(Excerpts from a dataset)
※ ※ ※

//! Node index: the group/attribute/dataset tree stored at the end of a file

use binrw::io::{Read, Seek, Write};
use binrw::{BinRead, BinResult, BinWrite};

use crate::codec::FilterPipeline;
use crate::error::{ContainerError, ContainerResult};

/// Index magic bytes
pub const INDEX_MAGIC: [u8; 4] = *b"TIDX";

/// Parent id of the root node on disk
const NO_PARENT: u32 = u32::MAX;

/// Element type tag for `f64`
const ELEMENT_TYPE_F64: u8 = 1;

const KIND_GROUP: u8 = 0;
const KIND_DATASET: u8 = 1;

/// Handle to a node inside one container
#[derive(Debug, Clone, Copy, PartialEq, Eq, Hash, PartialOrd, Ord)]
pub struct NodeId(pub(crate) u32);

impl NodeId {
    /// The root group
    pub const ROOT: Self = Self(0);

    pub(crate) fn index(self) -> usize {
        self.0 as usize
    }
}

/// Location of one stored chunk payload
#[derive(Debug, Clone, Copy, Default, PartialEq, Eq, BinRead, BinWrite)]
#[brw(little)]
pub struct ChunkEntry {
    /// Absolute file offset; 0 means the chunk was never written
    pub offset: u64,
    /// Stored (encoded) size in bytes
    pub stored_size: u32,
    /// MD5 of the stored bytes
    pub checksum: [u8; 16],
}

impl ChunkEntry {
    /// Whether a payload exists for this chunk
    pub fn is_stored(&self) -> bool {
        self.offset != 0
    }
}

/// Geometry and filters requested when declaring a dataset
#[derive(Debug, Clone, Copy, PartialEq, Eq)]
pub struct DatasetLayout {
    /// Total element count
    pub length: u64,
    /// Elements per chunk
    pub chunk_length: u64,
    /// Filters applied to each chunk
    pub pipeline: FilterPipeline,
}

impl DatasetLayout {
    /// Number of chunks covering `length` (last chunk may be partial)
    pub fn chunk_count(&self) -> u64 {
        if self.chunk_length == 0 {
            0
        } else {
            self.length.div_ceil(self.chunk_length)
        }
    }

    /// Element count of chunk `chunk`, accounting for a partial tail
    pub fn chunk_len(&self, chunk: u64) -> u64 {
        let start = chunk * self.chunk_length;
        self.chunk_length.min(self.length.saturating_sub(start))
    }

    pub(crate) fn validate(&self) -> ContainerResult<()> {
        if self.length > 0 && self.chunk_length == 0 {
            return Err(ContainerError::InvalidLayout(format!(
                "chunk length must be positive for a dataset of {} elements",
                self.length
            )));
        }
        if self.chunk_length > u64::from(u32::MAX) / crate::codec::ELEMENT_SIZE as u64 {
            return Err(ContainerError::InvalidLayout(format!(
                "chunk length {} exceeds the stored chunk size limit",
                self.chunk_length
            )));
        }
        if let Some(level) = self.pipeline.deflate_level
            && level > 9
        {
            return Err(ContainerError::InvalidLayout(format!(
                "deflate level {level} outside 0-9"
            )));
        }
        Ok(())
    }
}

※ ※ ※

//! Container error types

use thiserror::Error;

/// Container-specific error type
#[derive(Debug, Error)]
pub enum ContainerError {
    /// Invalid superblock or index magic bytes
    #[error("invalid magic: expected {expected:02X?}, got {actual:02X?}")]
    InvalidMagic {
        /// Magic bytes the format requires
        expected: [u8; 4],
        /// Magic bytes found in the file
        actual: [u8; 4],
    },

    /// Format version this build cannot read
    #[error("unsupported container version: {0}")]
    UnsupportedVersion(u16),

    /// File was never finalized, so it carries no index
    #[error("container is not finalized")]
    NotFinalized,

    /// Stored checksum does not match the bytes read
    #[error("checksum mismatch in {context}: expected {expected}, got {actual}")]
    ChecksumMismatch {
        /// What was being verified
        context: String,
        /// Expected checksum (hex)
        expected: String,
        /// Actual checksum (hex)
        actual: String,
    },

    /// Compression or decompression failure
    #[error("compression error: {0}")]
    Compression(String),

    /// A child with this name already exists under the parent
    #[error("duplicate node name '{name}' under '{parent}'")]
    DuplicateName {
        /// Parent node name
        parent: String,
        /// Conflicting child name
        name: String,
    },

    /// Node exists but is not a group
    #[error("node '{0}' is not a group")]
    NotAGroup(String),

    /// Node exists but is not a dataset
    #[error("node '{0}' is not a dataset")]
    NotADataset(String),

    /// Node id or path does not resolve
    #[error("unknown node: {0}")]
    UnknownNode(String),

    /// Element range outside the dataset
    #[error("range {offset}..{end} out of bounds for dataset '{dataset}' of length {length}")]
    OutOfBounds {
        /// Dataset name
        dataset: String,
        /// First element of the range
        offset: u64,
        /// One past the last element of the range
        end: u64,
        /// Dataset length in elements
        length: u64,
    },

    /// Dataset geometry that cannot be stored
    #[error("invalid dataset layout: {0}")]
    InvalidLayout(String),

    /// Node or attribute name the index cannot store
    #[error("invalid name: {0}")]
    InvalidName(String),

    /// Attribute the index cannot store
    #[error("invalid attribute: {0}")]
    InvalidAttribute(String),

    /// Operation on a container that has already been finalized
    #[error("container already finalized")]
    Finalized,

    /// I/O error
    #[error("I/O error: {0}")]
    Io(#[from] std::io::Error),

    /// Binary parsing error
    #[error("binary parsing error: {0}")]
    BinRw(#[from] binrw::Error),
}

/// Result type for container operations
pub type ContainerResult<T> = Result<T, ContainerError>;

※ ※ ※

Required work:
Transcribe the records above exactly, beginning at the line that contains "end of a file" and ending with the line that contains "let start = chunk", both included, and nothing else.

Exercise solution:
//! Node index: the group/attribute/dataset tree stored at the end of a file

use binrw::io::{Read, Seek, Write};
use binrw::{BinRead, BinResult, BinWrite};

use crate::codec::FilterPipeline;
use crate::error::{ContainerError, ContainerResult};

/// Index magic bytes
pub const INDEX_MAGIC: [u8; 4] = *b"TIDX";

/// Parent id of the root node on disk
const NO_PARENT: u32 = u32::MAX;

/// Element type tag for `f64`
const ELEMENT_TYPE_F64: u8 = 1;

const KIND_GROUP: u8 = 0;
const KIND_DATASET: u8 = 1;

/// Handle to a node inside one container
#[derive(Debug, Clone, Copy, PartialEq, Eq, Hash, PartialOrd, Ord)]
pub struct NodeId(pub(crate) u32);

impl NodeId {
    /// The root group
    pub const ROOT: Self = Self(0);

    pub(crate) fn index(self) -> usize {
        self.0 as usize
    }
}

/// Location of one stored chunk payload
#[derive(Debug, Clone, Copy, Default, PartialEq, Eq, BinRead, BinWrite)]
#[brw(little)]
pub struct ChunkEntry {
    /// Absolute file offset; 0 means the chunk was never written
    pub offset: u64,
    /// Stored (encoded) size in bytes
    pub stored_size: u32,
    /// MD5 of the stored bytes
    pub checksum: [u8; 16],
}

impl ChunkEntry {
    /// Whether a payload exists for this chunk
    pub fn is_stored(&self) -> bool {
        self.offset != 0
    }
}

/// Geometry and filters requested when declaring a dataset
#[derive(Debug, Clone, Copy, PartialEq, Eq)]
pub struct DatasetLayout {
    /// Total element count
    pub length: u64,
    /// Elements per chunk
    pub chunk_length: u64,
    /// Filters applied to each chunk
    pub pipeline: FilterPipeline,
}

impl DatasetLayout {
    /// Number of chunks covering `length` (last chunk may be partial)
    pub fn chunk_count(&self) -> u64 {
        if self.chunk_length == 0 {
            0
        } else {
            self.length.div_ceil(self.chunk_length)
        }
    }

    /// Element count of chunk `chunk`, accounting for a partial tail
    pub fn chunk_len(&self, chunk: u64) -> u64 {
        let start = chunk * self.chunk_length;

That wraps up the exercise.